The Stack Overflow Podcast

Shorten the distance between production data and insight

Episode Summary

On this sponsored episode of the podcast, we talk with Stanimira Vlaeva, Developer Advocate at MongoDB, and Fredric Favelin, Technical Director, Partner Presales at MongoDB, about how a serverless database can minimize the distance between producing data and understanding it.

Episode Notes

Modern networked applications generate a lot of data, and every business wants to make the most of that data. Most of the time, that means moving production data through some transformation process to get it ready for the analytics process. But what if you could have in-app analytics? What if you could generate insights directly from production data?

Episode notes:

Stanimira talked a lot about using BigQuery with MongoDB Atlas on Google Cloud Run. If you need to skill up on these three tools, check out this tutorial.

Once you’ve got the hang of it, get your data connected with Confluent Connetors.

With Atlas, you can transform your data in JavaScript.

Connect with Stanimira on LinkedIn and Twitter.

Connect with Fredric on LinkedIn.

Congrats to Stellar Question winner SubniC for Get name of current script in Python.

Episode Transcription

[intro music plays]

Ben Popper Hello, everybody.

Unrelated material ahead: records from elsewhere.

use chrono::NaiveDate;
use serde::{Deserialize, Serialize};
use strum::{EnumIter, EnumString, IntoStaticStr};

use crate::grade::Category;

#[derive(
    Debug,
    Clone,
    Copy,
    PartialEq,
    Eq,
    Hash,
    Serialize,
    Deserialize,
    EnumString,
    EnumIter,
    IntoStaticStr,
)]
#[strum(ascii_case_insensitive)]
pub enum ClimbType {
    Boulder,
    #[serde(rename = "Top Rope")]
    #[strum(to_string = "Top Rope", serialize = "top-rope", serialize = "TopRope")]
    TopRope,
    Lead,
}

impl ClimbType {
    /// Grading category: boulder problems vs. roped routes
    pub fn category(&self) -> Category {
        match self {
            Self::Boulder => Category::Boulder,
            Self::TopRope | Self::Lead => Category::Rope,
        }
    }

    pub fn name(&self) -> &'static str {
        self.into()
    }
}

impl std::fmt::Display for ClimbType {
    fn fmt(&self, f: &mut std::fmt::Formatter<'_>) -> std::fmt::Result {
        write!(f, "{}", self.name())
    }
}

#[derive(
    Debug,
    Clone,
    Copy,
    PartialEq,
    Eq,
    Hash,
    Default,
    Serialize,
    Deserialize,
    EnumString,
    EnumIter,
    IntoStaticStr,
)]
#[strum(ascii_case_insensitive)]
pub enum ClimbStatus {
    #[default]
    Completed,
    Failed,
    Flash,
}

impl ClimbStatus {
    /// Completed and flashed climbs count as sends.
    pub fn is_send(&self) -> bool {
        matches!(self, Self::Completed | Self::Flash)
    }

    pub fn name(&self) -> &'static str {
        self.into()
    }
}

impl std::fmt::Display for ClimbStatus {
    fn fmt(&self, f: &mut std::fmt::Formatter<'_>) -> std::fmt::Result {
        write!(f, "{}", self.name())
    }
}

/// A logged climb.
///
/// `grade` is stored as entered, in whichever system was active at the
/// time. Conversion happens at display time only.
#[derive(Debug, Clone, PartialEq, Eq, Serialize, Deserialize)]
pub struct Climb {
    pub id: String,
    pub name: String,
    pub grade: String,
    pub gym: String,
    #[serde(rename = "type")]
    pub climb_type: ClimbType,
    pub date: NaiveDate,
    #[serde(default)]
    pub time: String,
    #[serde(default)]
    pub duration: String,
    pub status: ClimbStatus,
    #[serde(default, skip_serializing_if = "Option::is_none")]
    pub image_url: Option<String>,
}

impl Climb {
    pub fn category(&self) -> Category {
        self.climb_type.category()
    }
}

/// A climb as entered by the user, before storage assigns an id.
#[derive(Debug, Clone, PartialEq, Eq, Serialize, Deserialize)]
pub struct NewClimb {
    pub name: String,
    pub grade: String,
    pub gym: String,
    pub climb_type: ClimbType,
    pub date: NaiveDate,
    pub time: String,
    pub duration: String,
    pub status: ClimbStatus,
    pub image_url: Option<String>,
}

impl NewClimb {
    pub fn new(
        name: impl Into<String>,
        grade: impl Into<String>,
        climb_type: ClimbType,
        date: NaiveDate,
    ) -> Self {
        Self {
            name: name.into(),
            grade: grade.into(),
            gym: String::new(),
            climb_type,
            date,
            time: String::new(),
            duration: String::new(),
            status: ClimbStatus::default(),
            image_url: None,
        }
    }

    pub fn with_gym(mut self, gym: impl Into<String>) -> Self {
        self.gym = gym.into();
        self
    }

    pub fn with_status(mut self, status: ClimbStatus) -> Self {
        self.status = status;
        self
    }

    pub fn with_time(mut self, time: impl Into<String>) -> Self {
        self.time = time.into();
        self
    }

    pub fn with_duration(mut self, duration: impl Into<String>) -> Self {
        self.duration = duration.into();
        self
    }

    pub fn into_climb(self, id: impl Into<String>) -> Climb {
        Climb {
            id: id.into(),
            name: self.name,
            grade: self.grade,
            gym: self.gym,
            climb_type: self.climb_type,
            date: self.date,
            time: self.time,
            duration: self.duration,
            status: self.status,
            image_url: self.image_url,
        }
    }
}
//! History export (TSV and JSON formats)

use std::fs;
use std::path::Path;

use serde::Serialize;

use crate::climb::DisplayClimb;
use crate::error::Result;

#[derive(Debug, Clone, Copy, PartialEq, Eq, Default)]
pub enum ExportFormat {
    #[default]
    Tsv,
    Json,
}

impl ExportFormat {
    pub fn render(&self, climbs: &[DisplayClimb<'_>]) -> Result<String> {
        match self {
            Self::Tsv => Ok(generate_history_tsv(climbs)),
            Self::Json => generate_history_json(climbs),
        }
    }
}

/// History data for JSON export
#[derive(Debug, Serialize)]
pub struct HistoryJson<'a, 'b> {
    pub climbs: &'b [DisplayClimb<'a>],
}

pub fn format_history_tsv_header() -> String {
    [
        "ID",
        "Date",
        "Time",
        "Name",
        "Gym",
        "Type",
        "Grade",
        "System",
        "Logged Grade",
        "Status",
        "Duration",
    ]
    .join("\t")
}

/// Free text may not break the column layout.
fn tsv_field(value: &str) -> String {
    value.replace(['\t', '\n', '\r'], " ")
}

pub fn format_history_tsv_row(entry: &DisplayClimb<'_>) -> String {
    let climb = entry.climb;
    [
        climb.id.clone(),
        climb.date.format("%Y-%m-%d").to_string(),
        tsv_field(&climb.time),
        tsv_field(&climb.name),
        tsv_field(&climb.gym),
        climb.climb_type.name().to_string(),
        tsv_field(&entry.display_grade),
        entry.system.name().to_string(),
        tsv_field(&climb.grade),
        climb.status.name().to_string(),
        tsv_field(&climb.duration),
    ]
    .join("\t")
}

pub fn generate_history_tsv(climbs: &[DisplayClimb<'_>]) -> String {
    let mut lines = vec![format_history_tsv_header()];
    lines.extend(climbs.iter().map(format_history_tsv_row));
    lines.join("\n")
}

pub fn generate_history_json(climbs: &[DisplayClimb<'_>]) -> Result<String> {
    Ok(serde_json::to_string_pretty(&HistoryJson { climbs })?)
}

pub fn export_history<P: AsRef<Path>>(
    path: P,
    climbs: &[DisplayClimb<'_>],
    format: ExportFormat,
) -> Result<()> {
    fs::write(path, format.render(climbs)?)?;
    Ok(())
}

Welcome back to the Stack Overflow Podcast, a place to talk about all things software and technology. I'm your host, Ben Popper, Director of Content here at Stack Overflow, joined as I often am by my colleague and collaborator, editor of our blog and newsletter, Ryan Donovan. Hi, Ryan.

Ryan Donovan Hey, Ben. How are you doing today?

BP I'm good. We have a great sponsored episode today brought to us by the fine folks at MongoDB. I feel like we've talked with them quite a bit. We've had their CTO on, we've done other things with them. What are we going to be chatting about today, Ryan?

RD Today I think we're going to be talking about analytics and using all the data you create as a company to kind of gain some insight into your customers.

BP Nice. The lakes and oceans of data we're all generating, how to use them, how to funnel them productively. All right, wonderful. Well, I'd like to welcome to the show our guests, Frederic and Stanimira. Hello, welcome to the Stack Overflow Podcast.

Frederic Favelin Hi, Ryan. Hi, Benjamin. Hi, Stanimira. Nice to see all of you. So I'm globally leading the cloud partner solution team at MongoDB. It is three years that I’m at MongoDB.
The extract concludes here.